Protein Purification
  1. Transfer cultures into 50 mL conical tubes.
  2. Harvest culture by spinning at 6800G for 5 minutes.
  3. Decant supernatant.
  4. Resuspend each culture in 15 mLs of 0.5% Tween20.
  5. Place the conical tube in an incubator to shake for 10 minutes.
  6. Combine 10 mLs of the NaOH + cellulose solution with 10 mLs of the lysate solution in a beaker with a stir bar.
  7. Place the beaker on a stir plate for 10 minutes.
  8. Transfer to another 50 mL conical tube and spin down at 14000G or max speed for 10 minutes.
  9. Add 10 mLs of ethylene glycol and shake in hand for 2 minutes.
  10. Spin down again at 14000G for 10 minutes.
  11. Transfer supernatant into fresh 50 mL flasks and store at -20°C with the correct label.

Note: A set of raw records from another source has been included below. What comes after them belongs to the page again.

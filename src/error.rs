//! # Error Module
//!
//! This module provides the error types for `serial_device`.
//! It uses the `thiserror` crate for ergonomic error handling.

use std::io;
use std::path::{Path, PathBuf};

use thiserror::Error;

/// Result type alias for `serial_device` operations.
pub type Result<T> = std::result::Result<T, SerialDeviceError>;

/// Main error type for acquiring a serial device.
#[derive(Debug, Error)]
pub enum SerialDeviceError {
    /// The device could not be made readable and writable.
    ///
    /// The concrete reason (helper spawn, exit status, post-check) is logged
    /// when it happens and is not carried here.
    #[error("Permission denied for serial device '{}'", path.display())]
    Permission { path: PathBuf },

    /// The native configure-and-open sequence failed.
    #[error("Failed to open serial device '{}': {cause}", path.display())]
    Open {
        path: PathBuf,
        #[source]
        cause: OpenCause,
    },
}

/// Why a native open failed.
#[derive(Debug, Error)]
pub enum OpenCause {
    /// The native layer produced no handle.
    #[error("native layer returned no handle")]
    NoHandle,
    /// The OS refused the open or the line configuration.
    #[error("OS rejected open: {0}")]
    Rejected(#[source] io::Error),
}

impl SerialDeviceError {
    /// Creates a new permission error.
    #[must_use]
    pub fn permission(path: impl AsRef<Path>) -> Self {
        Self::Permission {
            path: path.as_ref().to_path_buf(),
        }
    }

    /// Creates an open error for a native layer that returned nothing.
    #[must_use]
    pub fn no_handle(path: impl AsRef<Path>) -> Self {
        Self::Open {
            path: path.as_ref().to_path_buf(),
            cause: OpenCause::NoHandle,
        }
    }

    /// Creates an open error for an OS-level rejection.
    #[must_use]
    pub fn rejected(path: impl AsRef<Path>, err: io::Error) -> Self {
        Self::Open {
            path: path.as_ref().to_path_buf(),
            cause: OpenCause::Rejected(err),
        }
    }

    /// Whether this is a permission failure.
    pub fn is_permission(&self) -> bool {
        matches!(self, Self::Permission { .. })
    }

    /// Whether this is an open failure, whatever its cause.
    pub fn is_open_error(&self) -> bool {
        matches!(self, Self::Open { .. })
    }

    /// The open failure cause, if any.
    pub fn open_cause(&self) -> Option<&OpenCause> {
        match self {
            Self::Open { cause, .. } => Some(cause),
            Self::Permission { .. } => None,
        }
    }
}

Protein Growth Curve Protocol

  1. Take cultures out of the incubator at 37°C.
  2. Make flasks with 47.5 mLs of LB and 50 µL of Kan50.
  3. Add 2.5 mLs of cultures to each of the flasks.
  4. Put all the flasks in the 37°C incubator.
  5. Grow until an Optical Density at 600 nanometers (OD600) of 0.6.
  6. Induce half of the flasks with 1 mM IPTG and the other half with 250 µM IPTG.
  7. Place half of the flasks in at 32°C.
  8. Grow for three hours and record OD600.
  9. Take 1 mL samples every hour to make protein growth curves.
    • X-axis: Time (Minutes)
    • Y-axis: Optical Density at 600 nanometers (OD600)

Burning Assay Protocol

Prep the DNA
  1. Plasmid prep the DNA and elute in water.
  2. Nanodrop the DNA.
    • Record concentration (ng/µL), A260/A280 score, and A260/A230 score.
  3. If multiple preps were completed, combine all into one vial and calculate the new concentration and the total amount of DNA,
  4. In fresh eppendorf tubes, create four different conditions:
    • Water
    • 0.625% by weight DNA
    • 1.25% by weight DNA
    • 2.5% by weight DNA
  5. For example; if the DNA solution was 92.4 ng/μL
    • Condition 1: 560 μL water
    • Condition 2: 26 μL DNA solution -> 534 μL of Nuclease free water
    • Condition 3: 53 μL DNA solution -> 507 μL of Nuclease free water
    • Condition 4: 107.8 μL DNA solution -> 452.2 μL of Nuclease free water
Apply to Cotton
  1. Take cotton and cut into strips ⅝ inch wide.
  2. Weigh the cotton before adding.
  3. Holding cotton with a pair of plies with one hand use a pipette to dot the DNA solution onto the cotton swab, adding just a thin layer. Cover both sides with the solution.
  4. Place in a petri dish and label and leave on the bench overnight to dry.